>>>>>

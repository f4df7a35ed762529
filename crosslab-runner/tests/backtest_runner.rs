//! Integration tests for the runner: CSV source → cache → backtest → artifacts.

use chrono::NaiveDate;
use crosslab_core::data::{CsvProvider, DataSource, ParquetCache};
use crosslab_core::domain::{PositionState, Side};
use crosslab_runner::config::BacktestConfig;
use crosslab_runner::data_loader::{LoadError, LoadOptions};
use crosslab_runner::export::{load_artifacts, save_artifacts};
use crosslab_runner::runner::{run_batch, run_single_backtest, RunError};
use std::fmt::Write as _;
use std::path::Path;

fn d(m: u32, day: u32) -> NaiveDate {
    NaiveDate::from_ymd_opt(2024, m, day).unwrap()
}

/// 60 daily bars from 2024-01-01: falling for 30 days, then rising.
fn write_v_shape(dir: &Path, symbol: &str, base: f64) {
    let mut body = String::from("date,open,high,low,close,volume\n");
    for i in 0..60 {
        let close = if i < 30 { base - i as f64 } else { base - 30.0 + (i - 30) as f64 * 2.0 };
        let date = d(1, 1) + chrono::Duration::days(i);
        writeln!(body, "{date},{close},{},{},{close},{}", close + 1.0, close - 1.0, 500 + i).unwrap();
    }
    std::fs::write(dir.join(format!("{symbol}.csv")), body).unwrap();
}

fn strategy(symbol: &str) -> BacktestConfig {
    let mut config = BacktestConfig::for_symbol(symbol);
    config.strategy.fast = 3;
    config.strategy.slow = 8;
    config.backtest.initial_cash = 1_000.0;
    config
}

#[test]
fn csv_backtest_then_cached_rerun() {
    let csv_dir = tempfile::tempdir().unwrap();
    let cache_dir = tempfile::tempdir().unwrap();
    write_v_shape(csv_dir.path(), "AAA", 100.0);

    let provider = CsvProvider::new(csv_dir.path());
    let cache = ParquetCache::new(cache_dir.path());
    let opts = LoadOptions::new(d(1, 1), d(2, 29));
    let config = strategy("AAA");

    let first = run_single_backtest(&config, &cache, Some(&provider), &opts).unwrap();
    assert_eq!(first.source, Some(DataSource::CsvImport));
    assert!(!first.synthetic);
    assert_eq!(first.rows.len(), 60);
    assert_eq!(first.snapshots.len(), 60);
    assert!(first.metrics.buy_count >= 1);
    assert_eq!(first.events[0].side, Side::Buy);
    // Still rising at the end of the path.
    assert_eq!(first.snapshots[59].position, PositionState::Long);
    assert!(first.metrics.final_value > first.metrics.initial_cash);

    let offline = LoadOptions {
        offline: true,
        ..opts.clone()
    };
    let second = run_single_backtest(&config, &cache, None, &offline).unwrap();
    assert_eq!(second.source, Some(DataSource::Cache));
    assert_eq!(second.dataset_hash, first.dataset_hash);
    assert_eq!(second.snapshots, first.snapshots);
    assert_eq!(second.events, first.events);
}

#[test]
fn batch_keeps_order_and_isolates_failures() {
    let csv_dir = tempfile::tempdir().unwrap();
    let cache_dir = tempfile::tempdir().unwrap();
    write_v_shape(csv_dir.path(), "AAA", 100.0);
    write_v_shape(csv_dir.path(), "BBB", 250.0);

    let provider = CsvProvider::new(csv_dir.path());
    let cache = ParquetCache::new(cache_dir.path());
    let opts = LoadOptions::new(d(1, 1), d(2, 29));
    let symbols: Vec<String> = ["AAA", "MISSING", "BBB"].iter().map(|s| s.to_string()).collect();

    let results = run_batch(&strategy("AAA"), &symbols, &cache, Some(&provider), &opts);
    let names: Vec<&str> = results.iter().map(|(s, _)| s.as_str()).collect();
    assert_eq!(names, ["AAA", "MISSING", "BBB"]);

    let aaa = results[0].1.as_ref().unwrap();
    let bbb = results[2].1.as_ref().unwrap();
    assert_eq!(aaa.symbol, "AAA");
    assert_eq!(bbb.symbol, "BBB");
    assert_ne!(aaa.dataset_hash, bbb.dataset_hash);
    assert!(matches!(
        results[1].1,
        Err(RunError::Load(LoadError::DownloadFailed { .. }))
    ));
}

#[test]
fn batch_runs_repeated_symbols_once() {
    let csv_dir = tempfile::tempdir().unwrap();
    let cache_dir = tempfile::tempdir().unwrap();
    write_v_shape(csv_dir.path(), "AAA", 100.0);
    write_v_shape(csv_dir.path(), "BBB", 250.0);

    let provider = CsvProvider::new(csv_dir.path());
    let cache = ParquetCache::new(cache_dir.path());
    let opts = LoadOptions::new(d(1, 1), d(2, 29));
    let symbols: Vec<String> = ["AAA", "BBB", "AAA", "AAA"].iter().map(|s| s.to_string()).collect();

    let results = run_batch(&strategy("AAA"), &symbols, &cache, Some(&provider), &opts);
    let names: Vec<&str> = results.iter().map(|(s, _)| s.as_str()).collect();
    assert_eq!(names, ["AAA", "BBB"]);
    assert!(results.iter().all(|(_, r)| r.is_ok()));
    assert_eq!(cache.load("AAA").unwrap().len(), 60);
}

#[test]
fn offline_without_cache_fails_unless_synthetic() {
    let cache_dir = tempfile::tempdir().unwrap();
    let cache = ParquetCache::new(cache_dir.path());
    let mut opts = LoadOptions::new(d(1, 1), d(3, 31));
    opts.offline = true;
    let config = strategy("ZZZ");

    let err = run_single_backtest(&config, &cache, None, &opts).unwrap_err();
    assert!(matches!(
        err,
        RunError::Load(LoadError::NoCachedDataOffline { .. })
    ));

    opts.synthetic = true;
    let result = run_single_backtest(&config, &cache, None, &opts).unwrap();
    assert!(result.synthetic);
    assert_eq!(result.source, Some(DataSource::Synthetic));
    assert!(result.rows.iter().all(|r| r.date >= d(1, 1) && r.date <= d(3, 31)));
    // Synthetic data is never written to the cache.
    assert!(cache.get_meta("ZZZ").is_none());
}

#[test]
fn toml_config_to_saved_artifacts() {
    let work = tempfile::tempdir().unwrap();
    let csv_dir = work.path().join("csv");
    std::fs::create_dir_all(&csv_dir).unwrap();
    write_v_shape(&csv_dir, "MSFT", 300.0);

    let toml = format!(
        "[backtest]\nsymbol = \"MSFT\"\ninitial_cash = 5000.0\nstart_date = \"2024-01-01\"\nend_date = \"2024-02-29\"\n\n\
         [strategy]\nfast = 3\nslow = 8\n\n\
         [data]\ncache_dir = {:?}\nprovider = \"csv\"\ncsv_dir = {:?}\n",
        work.path().join("cache").display().to_string(),
        csv_dir.display().to_string(),
    );
    let config_path = work.path().join("crosslab.toml");
    std::fs::write(&config_path, toml).unwrap();

    let config = BacktestConfig::load(&config_path).unwrap();
    let cache = ParquetCache::new(&config.data.cache_dir);
    let provider = CsvProvider::new(config.data.csv_dir.clone().unwrap());
    let opts = config.load_options(d(6, 1));

    let result = run_single_backtest(&config, &cache, Some(&provider), &opts).unwrap();
    assert_eq!(result.config.initial_cash, 5000.0);
    assert_eq!(result.start_date, d(1, 1));
    assert_eq!(result.end_date, d(2, 29));

    let out = work.path().join("runs");
    let dir = save_artifacts(&result, &out).unwrap();
    assert!(dir.file_name().unwrap().to_string_lossy().starts_with("MSFT_"));
    let loaded = load_artifacts(&dir).unwrap();
    assert_eq!(loaded.events, result.events);
    assert_eq!(loaded.metrics, result.metrics);
}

<<<<<

● **AIM OF THE EXERCISE**
Locate the word "Side" in the records and collect each line it appears in.

● **ANSWER TO THE PROBLEM**
use crosslab_core::domain::{PositionState, Side};
    assert_eq!(first.events[0].side, Side::Buy);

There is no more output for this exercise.